DESCRIPTION OF THE TASK>
Take the entries that follow and write each one out exactly.

==========

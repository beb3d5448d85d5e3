use std::path::PathBuf;
use thiserror::Error;

#[derive(Error, Debug)]
pub enum ReportError {
    #[error("Config directory not found at {0}. Run 'invrep init' to create it.")]
    ConfigNotFound(PathBuf),

    #[error("Config file not found: {0}")]
    ConfigFileNotFound(PathBuf),

    #[error("Failed to parse config file {path}: {source}")]
    ConfigParse {
        path: PathBuf,
        #[source]
        source: toml::de::Error,
    },

    #[error("Report file not found: {0}")]
    ReportFileNotFound(PathBuf),

    #[error("Failed to parse report file {path}: {source}")]
    ReportParse {
        path: PathBuf,
        #[source]
        source: toml::de::Error,
    },

    #[error("Report file already exists at {0}")]
    ReportFileExists(PathBuf),

    #[error("Buyer name is required. Set it with 'invrep set <FILE> --buyer-name <NAME>'.")]
    MissingBuyerName,

    #[error("Invalid item index {index}. The report has {count} item(s); use 'invrep show' to see them.")]
    InvalidItemIndex { index: usize, count: usize },

    #[error("A report keeps at least one item row; edit it instead of removing it.")]
    LastItemRow,

    #[error("No fields specified. Pass at least one --<field> flag.")]
    NoFieldsGiven,

    #[error("Failed to generate PDF: {0}")]
    PdfGeneration(String),

    #[error("Failed to generate spreadsheet: {0}")]
    SheetGeneration(String),

    #[error("IO error: {0}")]
    Io(#[from] std::io::Error),

    #[error("Config directory already exists at {0}")]
    AlreadyInitialized(PathBuf),
}

pub type Result<T> = std::result::Result<T, ReportError>;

==========

THE ANSWER>
repository beb3d5448d85d5e3
use std::path::PathBuf;
use thiserror::Error;

#[derive(Error, Debug)]
pub enum ReportError {
    #[error("Config directory not found at {0}. Run 'invrep init' to create it.")]
    ConfigNotFound(PathBuf),

    #[error("Config file not found: {0}")]
    ConfigFileNotFound(PathBuf),

    #[error("Failed to parse config file {path}: {source}")]
    ConfigParse {
        path: PathBuf,
        #[source]
        source: toml::de::Error,
    },

    #[error("Report file not found: {0}")]
    ReportFileNotFound(PathBuf),

    #[error("Failed to parse report file {path}: {source}")]
    ReportParse {
        path: PathBuf,
        #[source]
        source: toml::de::Error,
    },

    #[error("Report file already exists at {0}")]
    ReportFileExists(PathBuf),

    #[error("Buyer name is required. Set it with 'invrep set <FILE> --buyer-name <NAME>'.")]
    MissingBuyerName,

    #[error("Invalid item index {index}. The report has {count} item(s); use 'invrep show' to see them.")]
    InvalidItemIndex { index: usize, count: usize },

    #[error("A report keeps at least one item row; edit it instead of removing it.")]
    LastItemRow,

    #[error("No fields specified. Pass at least one --<field> flag.")]
    NoFieldsGiven,

    #[error("Failed to generate PDF: {0}")]
    PdfGeneration(String),

    #[error("Failed to generate spreadsheet: {0}")]
    SheetGeneration(String),

    #[error("IO error: {0}")]
    Io(#[from] std::io::Error),

    #[error("Config directory already exists at {0}")]
    AlreadyInitialized(PathBuf),
}

pub type Result<T> = std::result::Result<T, ReportError>;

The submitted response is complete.